The hill on which the monastery now stands was the site of a Celtiberian castro, a Bronze Age fortress used by the native Celts. In 893, Al-Fath ben Musa ben Dhi-l-Num, forced to withdraw from Toledo, made Uqlish (Uclés) his home and capital of the region. He had to fortify the town from attack, and built a new fortress in 896. In 1085, following the conquest of Toledo, Uqlīsh was occupied by Christians, who installed a garrison there. In 1108, the battle of Uclés—also known as the battle of Seven Counts—led to the defeat of the Christian army by Tamim ben Yusuf.

After Christians reconquered Uclés in 1174, King Alfonso VIII of Castile gave the fortress to the Order of Santiago, who made it their main headquarters.

After the end of the Reconquista, the buildings were remodeled, and many of the defensive elements of the fortress eliminated, giving it its current appearance. Two walls, however, were preserved. One of these protects the old orchard, watered with the waters of the Bedija river.

Construction of the current monastery began on May 7, 1529, during the reign of Carlos V, Holy Roman Emperor, starting with the east wing, of Plateresque style. The original traces are by Enrique Egas. Construction in the Herrerian style began in the last quarter of the 16th century. In the 17th century, the work on the courtyard and the main staircase continued, and the west and south wings were finished. In 1735, under the reign of Philip V, the east nave and the main roof were completed in the Churrigueresque style. Stone from the hill "Cabeza del Griego" (Segobriga) was used, particularly in the eastern façade.

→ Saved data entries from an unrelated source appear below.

//! Catalog use cases: products and their variants.

use crate::clients::{ProduktClient, ProduktdatenClient};
use crate::model::{
    Produkt, ProduktCreate, ProduktId, ProduktQuery, ProduktUpdate, Produktdaten,
    ProduktdatenDaten, ProduktdatenId, ProduktdatenQuery, ProduktdatenUpdate,
};
use crate::produkt_actor::ProduktError;
use crate::produktdaten_actor::ProduktdatenError;
use actor_framework::ActorClient;
use tracing::{info, instrument};

#[derive(Clone)]
pub struct ProduktService {
    produkte: ProduktClient,
    produktdaten: ProduktdatenClient,
}

impl ProduktService {
    pub fn new(produkte: ProduktClient, produktdaten: ProduktdatenClient) -> Self {
        Self {
            produkte,
            produktdaten,
        }
    }

    #[instrument(skip(self))]
    pub async fn create_produkt(&self, params: ProduktCreate) -> Result<Produkt, ProduktError> {
        let id = self.produkte.create_produkt(params).await?;
        info!(produkt = %id, "Product created");
        self.find_produkt(id).await
    }

    pub async fn find_produkt(&self, id: ProduktId) -> Result<Produkt, ProduktError> {
        self.produkte
            .get(id)
            .await?
            .ok_or_else(|| ProduktError::NotFound(id.to_string()))
    }

    pub async fn find_produkte(&self, query: ProduktQuery) -> Result<Vec<Produkt>, ProduktError> {
        self.produkte.find(query).await
    }

    pub async fn update_produkt(
        &self,
        id: ProduktId,
        update: ProduktUpdate,
        version: u32,
    ) -> Result<Produkt, ProduktError> {
        self.produkte.update_produkt(id, update, Some(version)).await
    }

    /// Deletes the product together with all of its variants.
    pub async fn delete_produkt(&self, id: ProduktId) -> Result<(), ProduktError> {
        self.produkte.delete(id).await?;
        info!(produkt = %id, "Product deleted");
        Ok(())
    }

    // --- Variants ---

    /// Adds a variant to an existing product.
    #[instrument(skip(self))]
    pub async fn create_produktdaten(
        &self,
        produkt_id: ProduktId,
        daten: ProduktdatenDaten,
    ) -> Result<Produktdaten, ProduktError> {
        self.find_produkt(produkt_id).await?;
        let id = self
            .produktdaten
            .create_produktdaten(daten.fuer(produkt_id))
            .await?;
        Ok(self.find_produktdaten(id).await?)
    }

    pub async fn find_produktdaten(
        &self,
        id: ProduktdatenId,
    ) -> Result<Produktdaten, ProduktdatenError> {
        self.produktdaten
            .get(id)
            .await?
            .ok_or_else(|| ProduktdatenError::NotFound(id.to_string()))
    }

    /// All variants of a product; `NotFound` if the product doesn't exist.
    pub async fn produktdaten(
        &self,
        produkt_id: ProduktId,
    ) -> Result<Vec<Produktdaten>, ProduktError> {
        self.find_produkt(produkt_id).await?;
        Ok(self
            .produktdaten
            .find(ProduktdatenQuery::Produkt(produkt_id))
            .await?)
    }

    pub async fn verfuegbare_produktdaten(&self) -> Result<Vec<Produktdaten>, ProduktdatenError> {
        self.produktdaten.find(ProduktdatenQuery::Verfuegbar).await
    }

    pub async fn update_produktdaten(
        &self,
        id: ProduktdatenId,
        update: ProduktdatenUpdate,
        version: u32,
    ) -> Result<Produktdaten, ProduktdatenError> {
        self.produktdaten
            .update_produktdaten(id, update, Some(version))
            .await
    }

    pub async fn delete_produktdaten(&self, id: ProduktdatenId) -> Result<(), ProduktdatenError> {
        self.produktdaten.delete(id).await
    }
}
use crate::config::SeedConfig;
use crate::kunde_actor::KundeError;
use crate::model::{KundeQuery, Rolle};
use crate::service::{KundeService, Registrierung};
use std::collections::BTreeSet;
use tracing::info;

/// Creates the configured admin account unless a customer with that email exists.
///
/// Returns `true` if an account was created.
pub async fn seed_admin(service: &KundeService, seed: &SeedConfig) -> Result<bool, KundeError> {
    if !service
        .find_kunden(KundeQuery::Email(seed.email.clone()))
        .await?
        .is_empty()
    {
        info!(email = %seed.email, "Admin account already present");
        return Ok(false);
    }

    let admin = service
        .create_kunde_mit_rollen(
            Registrierung {
                nachname: seed.nachname.clone(),
                vorname: String::new(),
                email: seed.email.clone(),
                newsletter: false,
                seit: None,
                passwort: seed.passwort.clone(),
                adresse: None,
            },
            BTreeSet::from([Rolle::Admin, Rolle::Mitarbeiter]),
        )
        .await?;
    info!(kunde = %admin.id, "Admin account created");
    Ok(true)
}

#[cfg(test)]
mod tests {
    use super::*;
    use crate::config::ActorConfig;
    use crate::lifecycle::ShopSystem;

    #[tokio::test]
    async fn seeds_once() {
        let system = ShopSystem::new(&ActorConfig::default());
        let service = KundeService::new(
            system.kunde_client.clone(),
            system.adresse_client.clone(),
            system.bestellung_client.clone(),
            4,
        );
        let seed = SeedConfig {
            email: "admin@example.com".into(),
            passwort: "admin-passwort".into(),
            nachname: "Admin".into(),
        };

        assert!(seed_admin(&service, &seed).await.unwrap());
        assert!(!seed_admin(&service, &seed).await.unwrap());

        let admins = service
            .find_kunden(KundeQuery::Email("admin@example.com".into()))
            .await
            .unwrap();
        assert_eq!(admins.len(), 1);
        assert!(admins[0].hat_rolle(Rolle::Admin));
    }
}
//! # Bestellung Client
//!
//! Provides a high‑level API for interacting with the `Bestellung` actor.
use crate::bestellung_actor::BestellungError;
use crate::model::{Bestellung, BestellungAction, BestellungCreate, BestellungId};
use actor_framework::{ActorClient, ResourceClient};
use async_trait::async_trait;
use tracing::{debug, info, instrument};

/// Client for interacting with the Bestellung actor.
///
/// Orchestration logic (customer validation, stock reservation) happens in the
/// Bestellung actor's `on_create` hook.
#[derive(Clone)]
pub struct BestellungClient {
    inner: ResourceClient<Bestellung>,
}

#[async_trait]
impl ActorClient<Bestellung> for BestellungClient {
    type Error = BestellungError;

    fn inner(&self) -> &ResourceClient<Bestellung> {
        &self.inner
    }
}

impl BestellungClient {
    pub fn new(inner: ResourceClient<Bestellung>) -> Self {
        Self { inner }
    }

    #[instrument(skip(self))]
    pub async fn create_bestellung(
        &self,
        params: BestellungCreate,
    ) -> Result<BestellungId, BestellungError> {
        info!("Sending create_bestellung to actor");
        self.inner.create(params).await.map_err(Self::map_error)
    }

    /// Marks an open order as shipped.
    #[instrument(skip(self))]
    pub async fn ship(&self, id: BestellungId) -> Result<Bestellung, BestellungError> {
        debug!("Sending request");
        self.inner
            .perform_action(id, BestellungAction::Versenden)
            .await
            .map_err(Self::map_error)
    }

    /// Cancels an open order and releases its stock.
    #[instrument(skip(self))]
    pub async fn cancel(&self, id: BestellungId) -> Result<Bestellung, BestellungError> {
        debug!("Sending request");
        self.inner
            .perform_action(id, BestellungAction::Stornieren)
            .await
            .map_err(Self::map_error)
    }
}
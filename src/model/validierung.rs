//! Field validation.
//!
//! Entities collect every broken rule into [`Violations`] instead of stopping at the
//! first one, so a client gets the complete list in a single 400 response.

use serde::Serialize;
use std::fmt;

/// One broken rule on one field.
#[derive(Debug, Clone, PartialEq, Eq, Serialize)]
pub struct Violation {
    pub feld: String,
    pub meldung: String,
}

#[derive(Debug, Clone, Default, PartialEq, Eq, Serialize)]
#[serde(transparent)]
pub struct Violations(Vec<Violation>);

impl Violations {
    pub fn new() -> Self {
        Self::default()
    }

    /// Records a violation unless `ok` holds.
    pub fn pruefe(&mut self, ok: bool, feld: &str, meldung: impl Into<String>) -> &mut Self {
        if !ok {
            self.0.push(Violation {
                feld: feld.to_string(),
                meldung: meldung.into(),
            });
        }
        self
    }

    pub fn is_empty(&self) -> bool {
        self.0.is_empty()
    }

    pub fn iter(&self) -> impl Iterator<Item = &Violation> {
        self.0.iter()
    }

    pub fn felder(&self) -> Vec<&str> {
        self.0.iter().map(|v| v.feld.as_str()).collect()
    }

    /// `Ok(())` when nothing was recorded.
    pub fn into_result(self) -> Result<(), Violations> {
        if self.is_empty() {
            Ok(())
        } else {
            Err(self)
        }
    }
}

impl fmt::Display for Violations {
    fn fmt(&self, f: &mut fmt::Formatter<'_>) -> fmt::Result {
        let meldungen: Vec<String> = self
            .0
            .iter()
            .map(|v| format!("{}: {}", v.feld, v.meldung))
            .collect();
        f.write_str(&meldungen.join("; "))
    }
}

impl std::error::Error for Violations {}

pub fn ist_nachname(s: &str) -> bool {
    let laenge = s.chars().count();
    (2..=32).contains(&laenge) && s.chars().next().is_some_and(char::is_uppercase)
}

/// `local@domain.tld`, no whitespace, at most 128 characters.
pub fn ist_email(s: &str) -> bool {
    if s.chars().count() > 128 || s.chars().any(char::is_whitespace) {
        return false;
    }
    let Some((lokal, domain)) = s.split_once('@') else {
        return false;
    };
    if lokal.is_empty() || domain.contains('@') {
        return false;
    }
    match domain.rsplit_once('.') {
        Some((name, tld)) => {
            !name.is_empty()
                && !name.starts_with('.')
                && tld.len() >= 2
                && tld.chars().all(char::is_alphabetic)
        }
        None => false,
    }
}

/// German postal code: exactly five digits.
pub fn ist_plz(s: &str) -> bool {
    s.len() == 5 && s.bytes().all(|b| b.is_ascii_digit())
}

pub fn hat_laenge(s: &str, min: usize, max: usize) -> bool {
    (min..=max).contains(&s.trim().chars().count())
}

#[cfg(test)]
mod tests {
    use super::*;

    #[test]
    fn collects_all_violations() {
        let mut v = Violations::new();
        v.pruefe(false, "nachname", "zu kurz")
            .pruefe(true, "vorname", "egal")
            .pruefe(false, "email", "ungueltig");
        assert_eq!(v.felder(), vec!["nachname", "email"]);
        assert_eq!(v.to_string(), "nachname: zu kurz; email: ungueltig");
        assert!(v.into_result().is_err());
        assert!(Violations::new().into_result().is_ok());
    }

    #[test]
    fn nachname_rules() {
        assert!(ist_nachname("Meier"));
        assert!(ist_nachname("Öz"));
        assert!(!ist_nachname("meier"));
        assert!(!ist_nachname("M"));
        assert!(!ist_nachname(&format!("A{}", "b".repeat(32))));
    }

    #[test]
    fn email_rules() {
        assert!(ist_email("alice@example.com"));
        assert!(ist_email("a.b+c@mail.example.de"));
        assert!(!ist_email("alice@example"));
        assert!(!ist_email("@example.com"));
        assert!(!ist_email("alice@@example.com"));
        assert!(!ist_email("alice @example.com"));
        assert!(!ist_email("alice@.com"));
    }

    #[test]
    fn plz_rules() {
        assert!(ist_plz("76133"));
        assert!(!ist_plz("7613"));
        assert!(!ist_plz("7613a"));
    }
}
//! Error types for the Produkt actor.

use crate::model::Violations;
use crate::produktdaten_actor::ProduktdatenError;
use actor_framework::FrameworkError;
use thiserror::Error;

/// Errors that can occur during catalog operations.
#[derive(Debug, Clone, Error, PartialEq)]
pub enum ProduktError {
    #[error("Invalid product: {0}")]
    Validation(Violations),

    /// The requested product was not found.
    #[error("Product not found: {0}")]
    NotFound(String),

    #[error("Product {id} was modified concurrently (expected version {expected}, found {actual})")]
    VersionConflict { id: String, expected: u32, actual: u32 },

    /// A call to the variant actor failed.
    #[error(transparent)]
    Produktdaten(#[from] ProduktdatenError),

    /// An error occurred while communicating with the actor system.
    #[error("Actor communication error: {0}")]
    ActorCommunicationError(String),
}

impl From<FrameworkError> for ProduktError {
    fn from(e: FrameworkError) -> Self {
        match e {
            FrameworkError::NotFound(id) => Self::NotFound(id),
            FrameworkError::VersionConflict {
                id,
                expected,
                actual,
            } => Self::VersionConflict {
                id,
                expected,
                actual,
            },
            other => other
                .downcast_entity::<ProduktError>()
                .unwrap_or_else(|e| Self::ActorCommunicationError(e.to_string())),
        }
    }
}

In 1836, with the confiscation of Mendizábal, the Order of Santiago were forced to leave the complex. Though plans existed in the early 20th century for the monastery to become a secondary school, and later a novitiate and college of Augustinians, it was ransacked and damaged in 1936 during the Spanish Civil War. During the three years of the war, the complex was a makeshift hospital, and served as a prison for political prisoners after the war ended, between the years 1939 and 1943. Prisoners who died of disease or who were put to death were buried in an area outside the monastery known as "La Tahona". In October 1949, the monastery was host to a minor seminary of the bishopric of Cuenca, called "Santiago Apóstol".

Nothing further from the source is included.